Quality of life assessment

The study of quality of life represents an important endpoint for a health and medical research [34]. Patients assessed their respective hearing impression in certain situations using a predefined scale.

The patients with SSD rated their hearing impression with CI better than compared to their condition preoperatively without CI. Thus, the median values of all questioned items are shifted to the right on the scale, which reflects a more positive hearing impression with hearing aid. Overall, the answers are relatively homogeneous with interquartile range values also in the positive range (range between 25 and 75%).

Several studies show that hearing via CI can result in limited music enjoyment due to the technical limitations of a CI [35, 36]. The good rating of the item music in the BBSS can be justified by the special patient population of SSD, who in the "best aided condition" with CI and normal hearing on the opposite side, certainly absorb music more with the normal hearing ear.

Question 7 "Conversation in reverberant rooms" is rated as the most difficult situation with a CI at the median in the BBSS. Conversation in reverberant rooms is also rated as a difficult listening situation in other studies [37, 38].

The result of question 10 with the item "Overall impression of hearing" is gratifying. The improvement shown here for unilaterally deafened patients after implantation with a CI is also evident in other studies such as Jacob et al. and Prejban et al. [39, 40]. For example, Jacob et al. showed an acceptance of CI- care for 13 patients with SSD of 100%. Prejban et al. describe a benefit after CI fitting especially in difficult listening situations. Both studies postulate that the restoration of hearing by means of CI is also a reasonable therapy option for SSD.

Limitations of the study

Limitations of the present study are primarily due to the study design. This was a retrospective patient population from a single CI center. Due to the retrospective study design, audiometric control was not available for all patients at uniform time points. This resulted in the comparison three months postoperatively, which was available for all patients, and 12–36 months postoperatively. In addition, Oldenburg sentence test results were available for only a small proportion of patients, so that only the Freiburg sentence tests available for all patients were evaluated. Consequently, no statements can be made about the significantly more demanding hearing in noise.

Patients with SSD and ASHL of different etiologies were also included. Accordingly, it is not possible to differentiate between the influence of SSD or ASHL on hearing success with CI. In addition, a considerable proportion of patients had unusually long subjective deafness durations due to the newly established indication for CI in SSD. Furthermore, etiologies of hearing impairment were present, which in addition to cochlear hearing loss may also cause neural or central hearing impairment.
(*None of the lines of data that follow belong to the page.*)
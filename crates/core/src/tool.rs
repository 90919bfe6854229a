//! Tool trait — the abstraction over the agent's local capabilities.
//!
//! Tools give the agent something to do between model rounds: look up the
//! weather, recommend attractions, search hotels, and so on. Arguments arrive
//! from the model as a serialized JSON object and are parsed into a typed
//! [`ToolArgs`] bag before any tool sees them.

use async_trait::async_trait;
use serde::Serialize;
use std::collections::BTreeMap;

use crate::error::ToolError;
use crate::provider::ToolDefinition;

/// A single argument value, tagged by kind.
#[derive(Debug, Clone, PartialEq, Serialize)]
#[serde(untagged)]
pub enum ArgValue {
    Null,
    Bool(bool),
    Number(serde_json::Number),
    Text(String),
    List(Vec<ArgValue>),
    Map(BTreeMap<String, ArgValue>),
}

impl ArgValue {
    /// Human-readable kind name, matching JSON Schema type names.
    pub fn kind_name(&self) -> &'static str {
        match self {
            ArgValue::Null => "null",
            ArgValue::Bool(_) => "boolean",
            ArgValue::Number(_) => "number",
            ArgValue::Text(_) => "string",
            ArgValue::List(_) => "array",
            ArgValue::Map(_) => "object",
        }
    }

    pub fn as_str(&self) -> Option<&str> {
        match self {
            ArgValue::Text(s) => Some(s),
            _ => None,
        }
    }

    pub fn as_f64(&self) -> Option<f64> {
        match self {
            ArgValue::Number(n) => n.as_f64(),
            _ => None,
        }
    }
}

impl From<serde_json::Value> for ArgValue {
    fn from(value: serde_json::Value) -> Self {
        use serde_json::Value;
        match value {
            Value::Null => ArgValue::Null,
            Value::Bool(b) => ArgValue::Bool(b),
            Value::Number(n) => ArgValue::Number(n),
            Value::String(s) => ArgValue::Text(s),
            Value::Array(items) => ArgValue::List(items.into_iter().map(ArgValue::from).collect()),
            Value::Object(map) => {
                ArgValue::Map(map.into_iter().map(|(k, v)| (k, ArgValue::from(v))).collect())
            }
        }
    }
}

impl From<&str> for ArgValue {
    fn from(s: &str) -> Self {
        ArgValue::Text(s.to_string())
    }
}

impl From<String> for ArgValue {
    fn from(s: String) -> Self {
        ArgValue::Text(s)
    }
}

impl From<bool> for ArgValue {
    fn from(b: bool) -> Self {
        ArgValue::Bool(b)
    }
}

impl From<i64> for ArgValue {
    fn from(n: i64) -> Self {
        ArgValue::Number(n.into())
    }
}

/// Parsed tool arguments: an ordered key/value bag of tagged values.
#[derive(Debug, Clone, Default, PartialEq, Serialize)]
pub struct ToolArgs(BTreeMap<String, ArgValue>);

impl ToolArgs {
    pub fn new() -> Self {
        Self::default()
    }

    /// Parse the raw argument string the model emitted.
    ///
    /// Only a JSON object is accepted; anything else is
    /// [`ToolError::InvalidArguments`].
    pub fn parse(raw: &str) -> Result<Self, ToolError> {
        let value: serde_json::Value = serde_json::from_str(raw)
            .map_err(|e| ToolError::InvalidArguments(format!("malformed JSON: {e}")))?;

        match ArgValue::from(value) {
            ArgValue::Map(map) => Ok(Self(map)),
            other => Err(ToolError::InvalidArguments(format!(
                "expected a JSON object, got {}",
                other.kind_name()
            ))),
        }
    }

    /// Builder-style insert, handy for tests and offline callers.
    pub fn with(mut self, key: impl Into<String>, value: impl Into<ArgValue>) -> Self {
        self.0.insert(key.into(), value.into());
        self
    }

    pub fn get(&self, key: &str) -> Option<&ArgValue> {
        self.0.get(key)
    }

    /// The value under `key` if it is text.
    pub fn text(&self, key: &str) -> Option<&str> {
        self.0.get(key).and_then(ArgValue::as_str)
    }

    /// The text value under `key`, or [`ToolError::MissingArgument`].
    pub fn require_text(&self, key: &str) -> Result<&str, ToolError> {
        self.text(key)
            .ok_or_else(|| ToolError::MissingArgument(key.to_string()))
    }

    pub fn len(&self) -> usize {
        self.0.len()
    }

    pub fn is_empty(&self) -> bool {
        self.0.is_empty()
    }
}

/// The kind a declared tool parameter expects.
#[derive(Debug, Clone, Copy, PartialEq, Eq)]
pub enum ParamKind {
    Text,
    Number,
    Bool,
    List,
    Map,
}

impl ParamKind {
    /// JSON Schema type name.
    pub fn json_type(self) -> &'static str {
        match self {
            ParamKind::Text => "string",
            ParamKind::Number => "number",
            ParamKind::Bool => "boolean",
            ParamKind::List => "array",
            ParamKind::Map => "object",
        }
    }

    fn accepts(self, value: &ArgValue) -> bool {
        matches!(
            (self, value),
            (ParamKind::Text, ArgValue::Text(_))
                | (ParamKind::Number, ArgValue::Number(_))
                | (ParamKind::Bool, ArgValue::Bool(_))
                | (ParamKind::List, ArgValue::List(_))
                | (ParamKind::Map, ArgValue::Map(_))
        )
    }
}

/// A declared tool parameter.
#[derive(Debug, Clone, PartialEq)]
pub struct ParamSpec {
    pub name: String,
    pub kind: ParamKind,
    pub description: String,
    pub required: bool,
}

impl ParamSpec {
    pub fn required(name: impl Into<String>, kind: ParamKind, description: impl Into<String>) -> Self {
        Self {
            name: name.into(),
            kind,
            description: description.into(),
            required: true,
        }
    }

    pub fn optional(name: impl Into<String>, kind: ParamKind, description: impl Into<String>) -> Self {
        Self {
            required: false,
            ..Self::required(name, kind, description)
        }
    }

    /// The single free-text `query` parameter every built-in tool takes.
    pub fn query() -> Self {
        Self::required("query", ParamKind::Text, "The user's query or request parameters")
    }
}

/// Build the JSON Schema object for a parameter list.
pub fn json_schema(params: &[ParamSpec]) -> serde_json::Value {
    let properties: serde_json::Map<String, serde_json::Value> = params
        .iter()
        .map(|p| {
            (
                p.name.clone(),
                serde_json::json!({
                    "type": p.kind.json_type(),
                    "description": p.description,
                }),
            )
        })
        .collect();

    let required: Vec<&str> = params
        .iter()
        .filter(|p| p.required)
        .map(|p| p.name.as_str())
        .collect();

    serde_json::json!({
        "type": "object",
        "properties": properties,
        "required": required,
    })
}

/// Check parsed arguments against declared parameters.
///
/// Required parameters must be present and non-null; present values must
/// match their declared kind. Undeclared keys are ignored.
pub fn validate_args(params: &[ParamSpec], args: &ToolArgs) -> Result<(), ToolError> {
    for spec in params {
        match args.get(&spec.name) {
            None | Some(ArgValue::Null) => {
                if spec.required {
                    return Err(ToolError::MissingArgument(spec.name.clone()));
                }
            }
            Some(value) if !spec.kind.accepts(value) => {
                return Err(ToolError::InvalidArguments(format!(
                    "'{}' must be {}, got {}",
                    spec.name,
                    spec.kind.json_type(),
                    value.kind_name()
                )));
            }
            Some(_) => {}
        }
    }
    Ok(())
}

/// The core Tool trait.
///
/// Each capability (weather, attractions, hotels, routes, food) implements
/// this trait and is registered in the [`ToolRegistry`].
#[async_trait]
pub trait Tool: Send + Sync {
    /// The unique name of this tool (e.g., "weather_query").
    fn name(&self) -> &str;

    /// A description of what this tool does (sent to the LLM).
    fn description(&self) -> &str;

    /// Declared parameters. Defaults to the single required `query` text.
    fn parameters(&self) -> Vec<ParamSpec> {
        vec![ParamSpec::query()]
    }

    /// JSON Schema describing this tool's parameters.
    fn parameters_schema(&self) -> serde_json::Value {
        json_schema(&self.parameters())
    }

    /// Execute the tool with already-validated arguments.
    async fn execute(&self, args: &ToolArgs) -> Result<String, ToolError>;

    /// Validate `args` against [`Tool::parameters`], then execute.
    async fn call(&self, args: &ToolArgs) -> Result<String, ToolError> {
        validate_args(&self.parameters(), args)?;
        self.execute(args).await
    }

    /// Convert this tool into a ToolDefinition for sending to the LLM.
    fn to_definition(&self) -> ToolDefinition {
        ToolDefinition {
            name: self.name().to_string(),
            description: self.description().to_string(),
            parameters: self.parameters_schema(),
        }
    }
}

/// A registry of available tools, ordered by name.
///
/// The agent loop uses this to:
/// 1. Get tool definitions to send to the LLM (always in the same order)
/// 2. Look up tools when the LLM requests them
pub struct ToolRegistry {
    tools: BTreeMap<String, Box<dyn Tool>>,
}

impl ToolRegistry {
    pub fn new() -> Self {
        Self {
            tools: BTreeMap::new(),
        }
    }

    /// Register a tool. Replaces any existing tool with the same name.
    pub fn register(&mut self, tool: Box<dyn Tool>) {
        let name = tool.name().to_string();
        if self.tools.insert(name.clone(), tool).is_some() {
            tracing::debug!(tool = %name, "Replaced previously registered tool");
        }
    }

    /// Get a tool by name.
    pub fn get(&self, name: &str) -> Option<&dyn Tool> {
        self.tools.get(name).map(|t| t.as_ref())
    }

    /// All tool definitions, sorted by name.
    pub fn definitions(&self) -> Vec<ToolDefinition> {
        self.tools.values().map(|t| t.to_definition()).collect()
    }

    /// All registered tool names, sorted.
    pub fn names(&self) -> Vec<&str> {
        self.tools.keys().map(|s| s.as_str()).collect()
    }

    pub fn len(&self) -> usize {
        self.tools.len()
    }

    pub fn is_empty(&self) -> bool {
        self.tools.is_empty()
    }
}

impl Default for ToolRegistry {
    fn default() -> Self {
        Self::new()
    }
}

#[cfg(test)]
mod tests {
    use super::*;

    /// A simple test tool for unit tests.
    struct EchoTool {
        name: &'static str,
    }

    #[async_trait]
    impl Tool for EchoTool {
        fn name(&self) -> &str {
            self.name
        }
        fn description(&self) -> &str {
            "Echoes back the query"
        }
        async fn execute(&self, args: &ToolArgs) -> Result<String, ToolError> {
            Ok(args.require_text("query")?.to_string())
        }
    }

    struct CountTool;

    #[async_trait]
    impl Tool for CountTool {
        fn name(&self) -> &str {
            "count"
        }
        fn description(&self) -> &str {
            "Counts days"
        }
        fn parameters(&self) -> Vec<ParamSpec> {
            vec![
                ParamSpec::required("days", ParamKind::Number, "How many days"),
                ParamSpec::optional("verbose", ParamKind::Bool, "Chatty output"),
            ]
        }
        async fn execute(&self, args: &ToolArgs) -> Result<String, ToolError> {
            let days = args.get("days").and_then(ArgValue::as_f64).unwrap_or(0.0);
            Ok(format!("{days} days"))
        }
    }

    #[test]
    fn registry_register_and_lookup() {
        let mut registry = ToolRegistry::new();
        registry.register(Box::new(EchoTool { name: "echo" }));
        assert!(registry.get("echo").is_some());
        assert!(registry.get("nonexistent").is_none());
    }

    #[test]
    fn registry_definitions_are_sorted_by_name() {
        let mut registry = ToolRegistry::new();
        for name in ["weather_query", "attraction_recommend", "hotel_search", "food_recommend"] {
            registry.register(Box::new(EchoTool { name }));
        }
        let names: Vec<String> = registry.definitions().into_iter().map(|d| d.name).collect();
        assert_eq!(
            names,
            ["attraction_recommend", "food_recommend", "hotel_search", "weather_query"]
        );
        assert_eq!(registry.names(), names);
    }

    #[test]
    fn duplicate_registration_last_wins() {
        struct Other;
        #[async_trait]
        impl Tool for Other {
            fn name(&self) -> &str {
                "echo"
            }
            fn description(&self) -> &str {
                "replacement"
            }
            async fn execute(&self, _args: &ToolArgs) -> Result<String, ToolError> {
                Ok("other".into())
            }
        }

        let mut registry = ToolRegistry::new();
        registry.register(Box::new(EchoTool { name: "echo" }));
        registry.register(Box::new(Other));
        assert_eq!(registry.len(), 1);
        assert_eq!(registry.get("echo").unwrap().description(), "replacement");
    }

    #[test]
    fn default_schema_is_single_required_query() {
        let def = EchoTool { name: "echo" }.to_definition();
        assert_eq!(def.parameters["type"], "object");
        assert_eq!(def.parameters["properties"]["query"]["type"], "string");
        assert_eq!(def.parameters["required"], serde_json::json!(["query"]));
    }

    #[test]
    fn parse_object_arguments() {
        let args = ToolArgs::parse(r#"{"query":"Beijing","days":3,"tags":["a"]}"#).unwrap();
        assert_eq!(args.text("query"), Some("Beijing"));
        assert_eq!(args.get("days").and_then(ArgValue::as_f64), Some(3.0));
        assert!(matches!(args.get("tags"), Some(ArgValue::List(items)) if items.len() == 1));
    }

    #[test]
    fn parse_rejects_malformed_and_non_object() {
        assert!(matches!(
            ToolArgs::parse("{not json"),
            Err(ToolError::InvalidArguments(_))
        ));
        assert!(matches!(
            ToolArgs::parse("[1,2]"),
            Err(ToolError::InvalidArguments(msg)) if msg.contains("array")
        ));
        assert!(ToolArgs::parse("").is_err());
    }

    #[tokio::test]
    async fn call_validates_before_executing() {
        let tool = EchoTool { name: "echo" };

        let missing = tool.call(&ToolArgs::new()).await.unwrap_err();
        assert_eq!(missing, ToolError::MissingArgument("query".into()));

        let wrong_kind = tool.call(&ToolArgs::new().with("query", 7_i64)).await.unwrap_err();
        assert!(matches!(wrong_kind, ToolError::InvalidArguments(msg) if msg.contains("string")));

        let ok = tool.call(&ToolArgs::new().with("query", "hello")).await.unwrap();
        assert_eq!(ok, "hello");
    }

    #[tokio::test]
    async fn optional_parameters_may_be_absent() {
        let out = CountTool
            .call(&ToolArgs::new().with("days", 2_i64))
            .await
            .unwrap();
        assert_eq!(out, "2 days");

        let err = CountTool
            .call(&ToolArgs::new().with("days", 2_i64).with("verbose", "yes"))
            .await
            .unwrap_err();
        assert!(matches!(err, ToolError::InvalidArguments(_)));
    }
}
In conclusion, the BBBS questionnaire used to assess quality of life after unilateral CI fitting is basically developed for assessment after fitting using Bone Anchored Hearing Aid (BAHA).

Summary

Overall, this work showed that CI implantation in unilaterally deafened patients provides objective and subjective benefits. The current research findings support these results and show that the use of a CI in SSD will continue to increase in the future.

Based on these findings, the subjective duration of deafness before implantation in the deafened ear alone should not be the sole contraindication against CI in SSD. It is still not clear which preoperative factors are a precise predictor for the postoperative speech understanding in individual cases.

In perspective, the targeted use of patient-specific anatomical (e.g., the insertion angle of the CI electrodes) and physiological data (e.g., the pitch mapping of individual CI electrodes) and their inclusion in speech processing strategies will also lead to a better more realistic mapping of the acoustic situation during electrical stimulation via the CI [41, 42].